Chana Masala is my all-time favourite Indian dish. Chick peas, tomatoes, onions and spices slowly simmered together until all the flavours blend into a hearty, satisfying "I-don't-even-miss-the-meat" vegetarian dish. What I like even more about it is that it's one of those slow-cooker dishes that DOESN'T have to start cooking at 9am in order to be ready for dinner. 4 hours is more than enough, so even if it takes me half a day to decide I want it, I can still be eating it by 6pm. (Of course, the 8 hour setting works well too if you've got the time.)
At the heart of Chana Masala is a vibrant, fragrant mix of ground spices - known as a Garam Masala. It's a staple in Indian and other South Asian dishes, and it's worth keeping in your pantry. I like to make my own Garam Masala (see recipe below), but you can just as easily buy it pre-made in most grocery stores now - just check the International section. In fact, you can even pick up pre-made Chana Masala mixes there too - they'll last a long time and taste just as authentic.
If you are going to grind your own though (which by the way, will last for up to 3 months in an airtight container), use a different grinder from the one you grind your coffee beans in. While Garam Masala is fragrant and wonderful, it doesn't mix all that well with coffee.
So, back to that rainy Thursday: Little Miss played. Husband worked. I prepped, chopped, diced, sauteed, roasted and baked. It was actually a pretty good day.
Chana Masala (Indian Chick Pea Stew)
Garam Masala (spice mix)
1 teaspoon ground cinnamon
1 teaspoon cayenne pepper
1 teaspoon ground coriander
1 teaspoon ground cumin
1 teaspoon brown mustard seeds
1 teaspoon ground turmeric
1 teaspoon curry powder
(you will need 2 tablespoons for this recipe)

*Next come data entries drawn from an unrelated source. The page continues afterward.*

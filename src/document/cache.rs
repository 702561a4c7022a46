//! Lazy, memoized document construction.
//!
//! # Responsibilities
//! - Build the document at most once per cache, on first use
//! - Hand out the cached document by identity (`Arc`) afterwards
//! - Apply the per-request patch hook without touching the cached value
//! - Memoize the rendered UI page and the un-patched init script
//!
//! # Design Decisions
//! - `OnceLock` fast path, `Mutex` around the build so concurrent first
//!   requests cannot invoke the factory twice
//! - A failed build stores nothing; the next request tries again

use std::sync::{Arc, Mutex, OnceLock, PoisonError};
use std::time::Instant;

use axum::http::request::Parts;

use crate::document::model::{Document, DocumentSource, PatchHook};
use crate::error::DocsError;
use crate::http::Reply;
use crate::observability::metrics;

/// Memoizes one document and the UI text derived from it.
pub struct DocumentCache {
    source: DocumentSource,
    patch_hook: Option<PatchHook>,
    document: OnceLock<Arc<Document>>,
    build_lock: Mutex<()>,
    page_html: OnceLock<String>,
    init_script: OnceLock<String>,
    init_script_lock: Mutex<()>,
}

impl DocumentCache {
    pub fn new(source: DocumentSource, patch_hook: Option<PatchHook>) -> Self {
        Self {
            source,
            patch_hook,
            document: OnceLock::new(),
            build_lock: Mutex::new(()),
            page_html: OnceLock::new(),
            init_script: OnceLock::new(),
            init_script_lock: Mutex::new(()),
        }
    }

    /// Whether responses depend on the request.
    pub fn has_patch_hook(&self) -> bool {
        self.patch_hook.is_some()
    }

    /// The cached document, building it on first call.
    pub fn get(&self) -> Result<Arc<Document>, DocsError> {
        try_init_once(&self.document, &self.build_lock, || self.build()).cloned()
    }

    /// The document as seen by one request: the hook's output when a hook is
    /// configured, otherwise the cached document itself.
    pub fn get_patched(
        &self,
        request: &Parts,
        reply: &mut Reply,
    ) -> Result<Arc<Document>, DocsError> {
        let document = self.get()?;
        match &self.patch_hook {
            Some(hook) => Ok(Arc::new(hook.apply(request, reply, &document)?)),
            None => Ok(document),
        }
    }

    /// The UI page, rendered on first call.
    pub fn page_html(&self, render: impl FnOnce() -> String) -> &str {
        self.page_html.get_or_init(|| {
            tracing::debug!("Rendering UI page");
            render()
        })
    }

    /// The init script for the un-patched document, rendered on first call.
    pub fn init_script(
        &self,
        render: impl FnOnce(&Document) -> Result<String, DocsError>,
    ) -> Result<&str, DocsError> {
        let script = try_init_once(&self.init_script, &self.init_script_lock, || {
            let document = self.get()?;
            tracing::debug!("Rendering UI init script");
            render(&document)
        })?;
        Ok(script.as_str())
    }

    fn build(&self) -> Result<Arc<Document>, DocsError> {
        let factory = match &self.source {
            DocumentSource::Ready(document) => return Ok(Arc::clone(document)),
            DocumentSource::Factory(factory) => factory,
        };

        let start = Instant::now();
        match factory() {
            Ok(document) => {
                metrics::record_document_build("success", start);
                tracing::info!(elapsed = ?start.elapsed(), "Document built");
                Ok(Arc::new(document))
            }
            Err(e) => {
                metrics::record_document_build("error", start);
                tracing::error!(error = %e, "Document factory failed");
                Err(DocsError::DocumentBuild(e))
            }
        }
    }
}

impl std::fmt::Debug for DocumentCache {
    fn fmt(&self, f: &mut std::fmt::Formatter<'_>) -> std::fmt::Result {
        f.debug_struct("DocumentCache")
            .field("source", &self.source)
            .field("built", &self.document.get().is_some())
            .field("has_patch_hook", &self.has_patch_hook())
            .finish()
    }
}

/// Fallible once-only initialization of `cell`, serialized by `lock`.
fn try_init_once<'a, T, E>(
    cell: &'a OnceLock<T>,
    lock: &Mutex<()>,
    init: impl FnOnce() -> Result<T, E>,
) -> Result<&'a T, E> {
    if let Some(value) = cell.get() {
        return Ok(value);
    }
    let _guard = lock.lock().unwrap_or_else(PoisonError::into_inner);
    if let Some(value) = cell.get() {
        return Ok(value);
    }
    let value = init()?;
    Ok(cell.get_or_init(|| value))
}
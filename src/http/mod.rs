//! HTTP adapter subsystem.
//!
//! # Data Flow
//! ```text
//! Route binder
//!     → adapter.rs (HttpAdapter: register_get / register_get_tolerant / mount_static)
//!     → axum_adapter.rs (concrete binding onto an axum Router)
//!     → static_files.rs (prefix-mounted asset directories)
//!     → server.rs (middleware layers, serve with graceful shutdown)
//!
//! Request time:
//!     axum route → RouteHandler(&Parts, &mut Reply) → response.rs → client
//! ```
//!
//! # Design Decisions
//! - The binder depends only on the `HttpAdapter` trait
//! - Duplicate GET declarations are reported as a typed error, never a panic
//! - Handlers are synchronous; they never block on I/O

pub mod adapter;
pub mod axum_adapter;
pub mod request;
pub mod response;
pub mod server;
pub mod static_files;

pub use adapter::{HttpAdapter, Registration, RouteHandler};
pub use axum_adapter::AxumAdapter;
pub use request::X_REQUEST_ID;
pub use response::Reply;
pub use server::DocsServer;
//! Shared utilities for integration tests.

use std::path::{Path, PathBuf};

use axum::body::Body;
use axum::http::Request;
use axum::Router;
use docs_mount::http::{HttpAdapter, Reply, RouteHandler};
use docs_mount::RegistrationError;
use tower::ServiceExt;

/// Adapter that records declarations instead of serving them.
#[derive(Default)]
pub struct RecordingAdapter {
    pub global_prefix: String,
    /// Treat `/x/` and `/x` as the same route, like a router that ignores
    /// trailing slashes.
    pub collapse_trailing_slash: bool,
    /// Reject this path with an adapter error.
    pub fail_on: Option<String>,
    pub routes: Vec<(String, RouteHandler)>,
    pub statics: Vec<(String, PathBuf)>,
}

#[allow(dead_code)]
impl RecordingAdapter {
    pub fn new() -> Self {
        Self::default()
    }

    pub fn with_global_prefix(prefix: &str) -> Self {
        Self {
            global_prefix: prefix.to_string(),
            ..Self::default()
        }
    }

    pub fn paths(&self) -> Vec<&str> {
        self.routes.iter().map(|(path, _)| path.as_str()).collect()
    }

    pub fn static_prefixes(&self) -> Vec<&str> {
        self.statics.iter().map(|(prefix, _)| prefix.as_str()).collect()
    }

    /// Invoke the handler declared at `path` as a GET request.
    pub fn call(&self, path: &str) -> Reply {
        self.call_with(Request::builder().uri(path).body(()).unwrap())
    }

    pub fn call_with(&self, request: Request<()>) -> Reply {
        let path = request.uri().path().to_string();
        let (_, handler) = self
            .routes
            .iter()
            .find(|(p, _)| *p == path)
            .unwrap_or_else(|| panic!("no route declared at {path}"));
        let (parts, _) = request.into_parts();
        let mut reply = Reply::new();
        handler(&parts, &mut reply).unwrap();
        reply
    }

    fn key(&self, path: &str) -> String {
        if self.collapse_trailing_slash && path.len() > 1 {
            path.trim_end_matches('/').to_string()
        } else {
            path.to_string()
        }
    }
}

impl HttpAdapter for RecordingAdapter {
    fn kind(&self) -> &'static str {
        "recording"
    }

    fn global_prefix(&self) -> &str {
        &self.global_prefix
    }

    fn register_get(&mut self, path: &str, handler: RouteHandler) -> Result<(), RegistrationError> {
        if self.fail_on.as_deref() == Some(path) {
            return Err(RegistrationError::Adapter {
                adapter: "recording",
                path: path.to_string(),
                message: "rejected by test".to_string(),
            });
        }
        let key = self.key(path);
        if self.routes.iter().any(|(p, _)| self.key(p) == key) {
            return Err(RegistrationError::DuplicateRoute {
                path: path.to_string(),
            });
        }
        self.routes.push((path.to_string(), handler));
        Ok(())
    }

    fn mount_static(&mut self, prefix: &str, dir: &Path) -> Result<(), RegistrationError> {
        self.statics.push((prefix.to_string(), dir.to_path_buf()));
        Ok(())
    }
}

/// Send a GET through `router` and return status, content type and body.
#[allow(dead_code)]
pub async fn get(router: &Router, uri: &str) -> (u16, Option<String>, String) {
    let response = router
        .clone()
        .oneshot(Request::builder().uri(uri).body(Body::empty()).unwrap())
        .await
        .unwrap();
    let status = response.status().as_u16();
    let content_type = response
        .headers()
        .get("content-type")
        .and_then(|v| v.to_str().ok())
        .map(str::to_string);
    let bytes = axum::body::to_bytes(response.into_body(), usize::MAX)
        .await
        .unwrap();
    (status, content_type, String::from_utf8_lossy(&bytes).into_owned())
}
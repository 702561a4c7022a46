//! Configuration loading from disk.

use std::fs;
use std::path::Path;

use crate::config::schema::ServerConfig;
use crate::config::validation::{validate_config, ValidationError};

/// Error type for configuration loading.
#[derive(Debug)]
pub enum ConfigError {
    Io(std::io::Error),
    Parse(toml::de::Error),
    Validation(Vec<ValidationError>),
}

impl std::fmt::Display for ConfigError {
    fn fmt(&self, f: &mut std::fmt::Formatter<'_>) -> std::fmt::Result {
        match self {
            ConfigError::Io(e) => write!(f, "IO error: {}", e),
            ConfigError::Parse(e) => write!(f, "Parse error: {}", e),
            ConfigError::Validation(errors) => {
                write!(f, "Validation failed: ")?;
                for (i, err) in errors.iter().enumerate() {
                    if i > 0 {
                        write!(f, ", ")?;
                    }
                    write!(f, "{}", err)?;
                }
                Ok(())
            }
        }
    }
}

impl std::error::Error for ConfigError {}

/// Parse and validate configuration text.
pub fn parse_config(content: &str) -> Result<ServerConfig, ConfigError> {
    let config: ServerConfig = toml::from_str(content).map_err(ConfigError::Parse)?;
    validate_config(&config).map_err(ConfigError::Validation)?;
    Ok(config)
}

/// Load and validate configuration from a TOML file.
pub fn load_config(path: &Path) -> Result<ServerConfig, ConfigError> {
    let content = fs::read_to_string(path).map_err(ConfigError::Io)?;
    let config = parse_config(&content)?;
    tracing::debug!(path = %path.display(), "Configuration file loaded");
    Ok(config)
}
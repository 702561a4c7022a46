//! Minimal OpenAPI document builder.
//!
//! Application metadata introspection lives elsewhere; this builder only
//! assembles the document skeleton (info, servers, tags) and accepts paths
//! produced by whatever generator the application uses.

use serde_json::map::Entry;
use serde_json::{json, Map, Value};

use crate::document::model::Document;

/// Fluent builder for an OpenAPI 3 document skeleton.
#[derive(Debug, Clone)]
pub struct DocumentBuilder {
    title: String,
    description: String,
    version: String,
    servers: Vec<Value>,
    tags: Vec<Value>,
    paths: Map<String, Value>,
}

impl Default for DocumentBuilder {
    fn default() -> Self {
        Self {
            title: String::new(),
            description: String::new(),
            version: "1.0.0".to_string(),
            servers: Vec::new(),
            tags: Vec::new(),
            paths: Map::new(),
        }
    }
}

impl DocumentBuilder {
    pub fn new() -> Self {
        Self::default()
    }

    pub fn title(mut self, title: impl Into<String>) -> Self {
        self.title = title.into();
        self
    }

    pub fn description(mut self, description: impl Into<String>) -> Self {
        self.description = description.into();
        self
    }

    pub fn version(mut self, version: impl Into<String>) -> Self {
        self.version = version.into();
        self
    }

    pub fn server(mut self, url: impl Into<String>, description: Option<&str>) -> Self {
        let mut server = json!({ "url": url.into() });
        if let Some(description) = description {
            server["description"] = Value::from(description);
        }
        self.servers.push(server);
        self
    }

    pub fn tag(mut self, name: impl Into<String>, description: impl Into<String>) -> Self {
        self.tags
            .push(json!({ "name": name.into(), "description": description.into() }));
        self
    }

    /// Merge path items. Later operations on the same path and method win.
    pub fn merge_paths(mut self, paths: Map<String, Value>) -> Self {
        for (path, item) in paths {
            match self.paths.entry(path) {
                Entry::Occupied(mut slot) => match (slot.get_mut(), item) {
                    (Value::Object(existing), Value::Object(operations)) => {
                        existing.extend(operations);
                    }
                    (existing, item) => *existing = item,
                },
                Entry::Vacant(slot) => {
                    slot.insert(item);
                }
            }
        }
        self
    }

    pub fn build(self) -> Document {
        Document::new(json!({
            "openapi": "3.0.0",
            "info": {
                "title": self.title,
                "description": self.description,
                "version": self.version,
                "contact": {}
            },
            "tags": self.tags,
            "servers": self.servers,
            "paths": self.paths,
            "components": { "schemas": {} }
        }))
    }
}
//! Path normalization primitives.

/// Ensure the path starts with `/`. An empty input becomes `/`.
pub fn validate_path(path: &str) -> String {
    if path.starts_with('/') {
        path.to_string()
    } else {
        format!("/{}", path)
    }
}

/// A global prefix only applies when it is something other than `` or `/`.
pub fn is_usable_global_prefix(prefix: &str) -> bool {
    !prefix.is_empty() && prefix != "/"
}

/// Collapse every run of repeated slashes into a single `/`.
pub fn normalize_rel_path(path: &str) -> String {
    let mut out = String::with_capacity(path.len());
    let mut prev_slash = false;
    for c in path.chars() {
        if c == '/' {
            if !prev_slash {
                out.push(c);
            }
            prev_slash = true;
        } else {
            out.push(c);
            prev_slash = false;
        }
    }
    out
}
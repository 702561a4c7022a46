//! Options recognised by `SwaggerModule::setup`.

use std::path::PathBuf;

use serde::{Deserialize, Serialize};

use crate::document::PatchHook;
use crate::ui::UiOptions;

/// Mount options. Everything except the patch hook can come from config.
#[derive(Debug, Clone, Deserialize, Serialize)]
#[serde(default)]
pub struct MountOptions {
    /// Prefix documentation and UI paths with the adapter's global prefix.
    pub use_global_prefix: bool,

    /// Path of the JSON definition instead of `{path}-json`.
    pub json_document_url: Option<String>,

    /// Path of the YAML definition instead of `{path}-yaml`.
    pub yaml_document_url: Option<String>,

    /// Serve the UI page, init script and static assets. The JSON and YAML
    /// definitions are served either way.
    pub swagger_ui_enabled: bool,

    /// Directory holding the UI static bundle.
    pub custom_swagger_ui_path: Option<PathBuf>,

    pub ui: UiOptions,

    /// Per-request document transform. Never cached.
    #[serde(skip)]
    pub patch_document_on_request: Option<PatchHook>,
}

impl Default for MountOptions {
    fn default() -> Self {
        Self {
            use_global_prefix: false,
            json_document_url: None,
            yaml_document_url: None,
            swagger_ui_enabled: true,
            custom_swagger_ui_path: None,
            ui: UiOptions::default(),
            patch_document_on_request: None,
        }
    }
}

impl MountOptions {
    pub fn with_patch_hook(mut self, hook: PatchHook) -> Self {
        self.patch_document_on_request = Some(hook);
        self
    }
}
//! API document handling.
//!
//! # Data Flow
//! ```text
//! DocumentSource (ready value or factory)
//!     → cache.rs (build once, memoize, per-request patch)
//!     → serialize.rs (JSON / YAML text, rebuilt on every request)
//! ```
//!
//! # Design Decisions
//! - The document is the JSON data model; producers convert into it once
//! - One cache per mounted document set, never a process-wide static
//! - Patched documents are request-scoped and never written back

pub mod builder;
pub mod cache;
pub mod model;
pub mod serialize;

pub use builder::DocumentBuilder;
pub use cache::DocumentCache;
pub use model::{load_document, Document, DocumentFactory, DocumentSource, PatchHook};
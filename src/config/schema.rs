//! Configuration schema definitions.
//!
//! All types derive Serde traits for deserialization from the config file.

use std::path::PathBuf;

use serde::{Deserialize, Serialize};

use crate::mount::MountOptions;

/// Root configuration for the documentation server.
#[derive(Debug, Clone, Deserialize, Serialize, Default)]
#[serde(default)]
pub struct ServerConfig {
    /// Listener configuration (bind address).
    pub listener: ListenerConfig,

    /// Router behaviour shared by application and documentation routes.
    pub http: HttpConfig,

    /// Where and how the documentation is mounted.
    pub docs: DocsConfig,

    /// Where the API document comes from.
    pub document: DocumentConfig,

    /// Logging and metrics.
    pub observability: ObservabilityConfig,
}

/// Listener configuration.
#[derive(Debug, Clone, Deserialize, Serialize)]
#[serde(default)]
pub struct ListenerConfig {
    /// Bind address (e.g., "0.0.0.0:3000").
    pub bind_address: String,
}

impl Default for ListenerConfig {
    fn default() -> Self {
        Self {
            bind_address: "0.0.0.0:3000".to_string(),
        }
    }
}

/// HTTP router configuration.
#[derive(Debug, Clone, Deserialize, Serialize)]
#[serde(default)]
pub struct HttpConfig {
    /// Application-wide route prefix (e.g., "/api").
    pub global_prefix: String,

    /// Treat `/path/` and `/path` as the same route.
    pub ignore_trailing_slash: bool,

    /// Request timeout in seconds.
    pub request_timeout_secs: u64,
}

impl Default for HttpConfig {
    fn default() -> Self {
        Self {
            global_prefix: String::new(),
            ignore_trailing_slash: false,
            request_timeout_secs: 30,
        }
    }
}

/// Documentation mount configuration.
#[derive(Debug, Clone, Deserialize, Serialize)]
#[serde(default)]
pub struct DocsConfig {
    /// Path the UI is mounted under.
    pub path: String,

    #[serde(flatten)]
    pub options: MountOptions,
}

impl Default for DocsConfig {
    fn default() -> Self {
        Self {
            path: "/swagger".to_string(),
            options: MountOptions::default(),
        }
    }
}

/// Source of the served API document.
#[derive(Debug, Clone, Deserialize, Serialize)]
#[serde(default)]
pub struct DocumentConfig {
    /// JSON or YAML file to serve. When unset, a skeleton is built from the
    /// fields below.
    pub source_path: Option<PathBuf>,

    pub title: String,

    pub description: String,

    pub version: String,

    /// Server URLs listed in the document.
    pub servers: Vec<String>,
}

impl Default for DocumentConfig {
    fn default() -> Self {
        Self {
            source_path: None,
            title: "API".to_string(),
            description: String::new(),
            version: "1.0".to_string(),
            servers: Vec::new(),
        }
    }
}

/// Observability configuration.
#[derive(Debug, Clone, Deserialize, Serialize)]
#[serde(default)]
pub struct ObservabilityConfig {
    /// Log level (trace, debug, info, warn, error). `RUST_LOG` wins when set.
    pub log_level: String,

    /// Enable the Prometheus metrics endpoint.
    pub metrics_enabled: bool,

    /// Metrics endpoint bind address.
    pub metrics_address: String,
}

impl Default for ObservabilityConfig {
    fn default() -> Self {
        Self {
            log_level: "info".to_string(),
            metrics_enabled: false,
            metrics_address: "0.0.0.0:9090".to_string(),
        }
    }
}
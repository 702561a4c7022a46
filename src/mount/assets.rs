//! Static asset mounting for the UI bundle.

use std::path::{Path, PathBuf};

use crate::error::DocsError;
use crate::http::HttpAdapter;

/// Environment variable overriding the default asset directory.
pub const ASSETS_DIR_ENV: &str = "DOCS_MOUNT_SWAGGER_UI_DIR";

/// Serves the UI bundle from one directory under one or more prefixes.
#[derive(Debug, Clone)]
pub struct StaticAssetMounter {
    dir: PathBuf,
}

impl StaticAssetMounter {
    /// Use `custom_dir` when given (relative paths resolve against the
    /// working directory), else the default asset directory.
    pub fn new(custom_dir: Option<&Path>) -> Result<Self, DocsError> {
        let dir = match custom_dir {
            Some(dir) => std::path::absolute(dir)?,
            None => default_assets_dir(),
        };
        Ok(Self { dir })
    }

    pub fn dir(&self) -> &Path {
        &self.dir
    }

    /// Mount the bundle at `prefix`. Callers must not mount the same prefix twice.
    pub fn mount<A: HttpAdapter + ?Sized>(
        &self,
        adapter: &mut A,
        prefix: &str,
    ) -> Result<(), DocsError> {
        adapter.mount_static(prefix, &self.dir)?;
        tracing::debug!(prefix = %prefix, dir = %self.dir.display(), "UI assets mounted");
        Ok(())
    }
}

/// `$DOCS_MOUNT_SWAGGER_UI_DIR`, else `assets/swagger-ui` next to the crate manifest.
pub fn default_assets_dir() -> PathBuf {
    std::env::var_os(ASSETS_DIR_ENV)
        .map(PathBuf::from)
        .unwrap_or_else(|| Path::new(env!("CARGO_MANIFEST_DIR")).join("assets/swagger-ui"))
}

2 591 ml cans of Chick peas, drained
2 tablespoons vegetable oil
1 large yellow onion, finely chopped
2 cloves garlic, minced (or 1 tsp minced garlic from a jar)
1-inch (2.5-cm) piece fresh ginger, peeled and grated (or 1/2 tsp minced jarred ginger)
1 can (28 oz/875 g) diced tomatoes - DO NOT DRAIN
2 teaspoons sugar
1/2 tsp Salt
1 tablespoon fresh lime juice
1/2 cup water
In a large frying pan over medium-high heat, warm the vegetable oil. Add the onion, garlic, and ginger and sauté until the mixture just begins to turn golden, about 5 minutes. Add 1 tablespoon of garam masala and sauté until the spices are fragrant and thoroughly blended with the onion mixture, about 1 minute. Stir in the tomatoes, the sugar, salt, and 1/2 cup of water. Stir and bring to a boil.
Transfer the tomato-spice mixture to a slow cooker and stir in the chickpeas. Cover and cook until the chickpeas are very tender, 4 hours on the high-heat setting.
About 15 minutes before the chickpeas are done, sprinkle the remaining tablespoon of garam masala and lime juice evenly over the chickpeas and stir, breaking up some of the chickpeas with the back of the spoon to thicken the mixture slightly. I like the sauce to be a bit thicker so I also mix in 1 teaspoon of corn starch dissolved in cold water and stir for 2 minutes to thicken. This step isn't necessary though, it's just personal preference.
Serve immediately over basmati rice and/or naan.